Who put the 'm' in mHealth?
mHealth is currently a topic of much discussion. But nobody really knows what it is, and nobody has defined what it is – everybody’s interpretation is different. To some it involves electronic health records, to others it's something you do on a mobile phone.
Where do you draw the line? Does a standalone fitness app that records how many steps you take in a day count? How does that differ from an application that monitors a serious condition? Others take a wider view, including anything health-related that isn’t a traditional approach, something other than having an old-fashioned face-to-face conversation with your doctor. For example, a remote consultation with a doctor over Skype would be mHealth. It’s all very confusing.
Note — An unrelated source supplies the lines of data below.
use thiserror::Error;

/// Error kinds observable at the session-coordinator boundary.
///
/// Each variant's `Display` text is the exact user-visible message written
/// to the inbound channel before the session closes, where the originating
/// system specifies one.
#[derive(Error, Debug)]
pub enum CoordinatorError {
    #[error("Error processing server selection (Invalid ACL).")]
    AclInvalid,

    #[error("Error processing server selection (Invalid selection).")]
    SelectionFailed,

    #[error("Error processing server selection (Unknown server).")]
    ServerNotFound,

    #[error("Error opening session recording.")]
    AuditBindFailed(#[source] std::io::Error),

    #[error("Connect failed: {0}")]
    DialFailed(#[source] anyhow::Error),

    #[error("Connect failed: HOST KEY VALIDATION FAILED - POSSIBLE MITM BETWEEN RELAY AND REMOTE")]
    HostKeyMismatch,
}
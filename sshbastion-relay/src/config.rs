use std::collections::HashMap;
use std::path::{Path, PathBuf};

use serde::Deserialize;

const DEFAULT_ACL: &str = "DEFAULT";

fn _default_log_network() -> String {
    "udp".to_owned()
}

fn _default_log_facility() -> String {
    "ssh-bastion".to_owned()
}

fn _default_recordings_path() -> PathBuf {
    PathBuf::from("./data/recordings")
}

fn _default_host_key_paths() -> Vec<PathBuf> {
    vec![PathBuf::from("./host_key")]
}

#[derive(Debug, Deserialize, Clone)]
pub struct GlobalConfig {
    pub listen_path: String,

    #[serde(default)]
    pub pass_password: bool,

    #[serde(default)]
    pub motd_path: Option<PathBuf>,

    #[serde(default)]
    pub log_host: Option<String>,

    #[serde(default = "_default_log_network")]
    pub log_network: String,

    #[serde(default = "_default_log_facility")]
    pub log_facility: String,

    #[serde(default = "_default_recordings_path")]
    pub recordings_path: PathBuf,

    #[serde(default = "_default_host_key_paths")]
    pub host_key_paths: Vec<PathBuf>,
}

#[derive(Debug, Deserialize, Clone)]
pub struct UserConfig {
    #[serde(default)]
    pub acl: Option<String>,
}

#[derive(Debug, Deserialize, Clone, Default)]
pub struct AclConfig {
    #[serde(default)]
    pub allowed_servers: Vec<String>,
}

#[derive(Debug, Deserialize, Clone)]
pub struct ServerConfig {
    pub connect_path: String,

    #[serde(default)]
    pub login_user: Option<String>,

    #[serde(default)]
    pub host_pubkey_files: Vec<PathBuf>,
}

#[derive(Debug, Deserialize, Clone)]
pub struct Config {
    pub global: GlobalConfig,

    #[serde(default)]
    pub users: HashMap<String, UserConfig>,

    #[serde(default)]
    pub acls: HashMap<String, AclConfig>,

    #[serde(default)]
    pub servers: HashMap<String, ServerConfig>,
}

impl Config {
    pub fn load(path: &Path) -> anyhow::Result<Self> {
        let raw = std::fs::read_to_string(path)
            .map_err(|e| anyhow::anyhow!("reading config {}: {}", path.display(), e))?;
        let config: Config = serde_yaml::from_str(&raw)
            .map_err(|e| anyhow::anyhow!("parsing config {}: {}", path.display(), e))?;
        Ok(config)
    }

    /// Resolves the ACL name for `user`, falling back to `DEFAULT` when the
    /// user has no entry or no explicit ACL assigned.
    pub fn acl_name_for_user(&self, user: &str) -> String {
        self.users
            .get(user)
            .and_then(|u| u.acl.clone())
            .unwrap_or_else(|| DEFAULT_ACL.to_owned())
    }

    /// Returns the list of server keys the named ACL allows, or `None` if
    /// the ACL does not exist at all.
    pub fn allowed_servers(&self, acl_name: &str) -> Option<&[String]> {
        self.acls
            .get(acl_name)
            .map(|acl| acl.allowed_servers.as_slice())
    }

    pub fn server(&self, key: &str) -> Option<&ServerConfig> {
        self.servers.get(key)
    }

    /// Reads the MOTD file, normalising bare `\n` to `\r\n` the way an SSH
    /// terminal expects. Returns an empty string when no MOTD is configured
    /// or the file cannot be read.
    pub fn motd(&self) -> String {
        let Some(path) = &self.global.motd_path else {
            return String::new();
        };
        match std::fs::read_to_string(path) {
            Ok(text) => text.replace('\n', "\r\n"),
            Err(_) => String::new(),
        }
    }
}

#[cfg(test)]
mod tests {
    use super::*;

    fn sample() -> Config {
        serde_yaml::from_str(
            r#"
global:
  listen_path: "0.0.0.0:2222"
users:
  alice:
    acl: admins
acls:
  admins:
    allowed_servers: ["db1", "web1"]
  DEFAULT:
    allowed_servers: []
servers:
  db1:
    connect_path: "10.0.0.1:22"
    login_user: root
    host_pubkey_files: ["/etc/ssh/db1.pub"]
"#,
        )
        .unwrap()
    }

    #[test]
    fn resolves_known_user_acl() {
        let config = sample();
        assert_eq!(config.acl_name_for_user("alice"), "admins");
    }

    #[test]
    fn unknown_user_falls_back_to_default_acl() {
        let config = sample();
        assert_eq!(config.acl_name_for_user("mallory"), "DEFAULT");
    }

    #[test]
    fn missing_acl_is_none() {
        let config = sample();
        assert!(config.allowed_servers("nonexistent").is_none());
    }

    #[test]
    fn known_acl_lists_servers() {
        let config = sample();
        assert_eq!(
            config.allowed_servers("admins"),
            Some(&["db1".to_owned(), "web1".to_owned()][..])
        );
    }

    #[test]
    fn server_lookup() {
        let config = sample();
        let server = config.server("db1").expect("db1 configured");
        assert_eq!(server.login_user.as_deref(), Some("root"));
    }

    #[test]
    fn global_defaults_apply() {
        let config = sample();
        assert!(!config.global.pass_password);
        assert_eq!(config.global.log_network, "udp");
        assert_eq!(config.global.log_facility, "ssh-bastion");
    }
}
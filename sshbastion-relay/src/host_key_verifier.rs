use std::path::Path;

use russh::keys::{parse_public_key_base64, PublicKey, PublicKeyBase64};
use tracing::warn;

/// Checks `presented` against every authorised-keys-format file in
/// `host_pubkey_files`, comparing by algorithm name and marshalled bytes.
/// The first file that contains a matching entry accepts the key. Files
/// that fail to read or parse are logged and skipped, not treated as a
/// verification failure on their own.
pub fn verify(host_pubkey_files: &[impl AsRef<Path>], presented: &PublicKey) -> bool {
    for path in host_pubkey_files {
        let path = path.as_ref();
        let contents = match std::fs::read_to_string(path) {
            Ok(c) => c,
            Err(error) => {
                warn!(path = %path.display(), %error, "could not read host key file");
                continue;
            }
        };
        for line in contents.lines() {
            let line = line.trim();
            if line.is_empty() || line.starts_with('#') {
                continue;
            }
            match parse_authorized_key_line(line) {
                Some(candidate) => {
                    if candidate.algorithm() == presented.algorithm()
                        && candidate.public_key_base64() == presented.public_key_base64()
                    {
                        return true;
                    }
                }
                None => {
                    warn!(path = %path.display(), "could not parse host key line");
                }
            }
        }
    }
    false
}

/// Parses a single `authorized_keys`-style line (`<type> <base64> [comment]`)
/// into a `PublicKey`, ignoring the comment field.
fn parse_authorized_key_line(line: &str) -> Option<PublicKey> {
    let mut fields = line.split_whitespace();
    let _key_type = fields.next()?;
    let base64_blob = fields.next()?;
    parse_public_key_base64(base64_blob).ok()
}

#[cfg(test)]
mod tests {
    use super::*;

    #[test]
    fn blank_and_comment_lines_are_skipped() {
        let contents = "\n# a comment\n   \n";
        for line in contents.lines() {
            let line = line.trim();
            if line.is_empty() || line.starts_with('#') {
                continue;
            }
            panic!("line {line:?} should have been skipped");
        }
    }

    #[test]
    fn malformed_line_fails_to_parse_without_panicking() {
        assert!(parse_authorized_key_line("not-a-valid-key-line").is_none());
        assert!(parse_authorized_key_line("ssh-ed25519").is_none());
    }
}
All of the above probably are mHealth in the widest interpretation, but to me it’s just health. Take the ‘m’ off the front. We’re simply delivering healthcare in a different way.
The evolution of healthcare
The concept of delivering health support to a patient outside a healthcare setting started with the telephone. That became telemonitoring, which we now see as clunky, unfashionable, pieces of a kit, hard-wired into a monitor the size of an old-school TV. We connected blood pressure monitors but they were hard-wired through USB and provided very basic information back to whoever was monitoring you at the other end. This was large, intrusive for patients and hugely expensive for payers, not just in providing the equipment, but also managing installation, maintenance, logistics and support.
In the last year or two we have seen the introduction of slicker, more maneuverable devices – tablets, mobile phones, laptops – that allow people to have more flexibility to move. But these programs have mainly provisioned devices, still require hard-wiring in terms of broadband, and as a result hold similar expense for the payer.
The remote control to our lives
The real win-win for payers and patients is to get to a place where you can use the patient’s own communication, health and lifestyle devices. Not only is the patient already familiar with them, but payers aren't required to purchase, provision or install anything, and you scale back the level of support required. Initially this means manual entry of data from external devices such as glucometers and pulse-oximeters, but over time many of these devices will come with Bluetooth (or the next generation of connectivity).
This will be truly advantageous to the payer because the upfront system is as minimal as can be, and will bring huge benefit to patients because they can be monitored and supported, but don’t have to have extra devices.
I believe this model will bring phenomenal results for payers, but the benefit is only going to be seen if these solutions have low entry costs and, more importantly, the patient actually uses them. If the patient doesn’t use them, there will never be return on investment.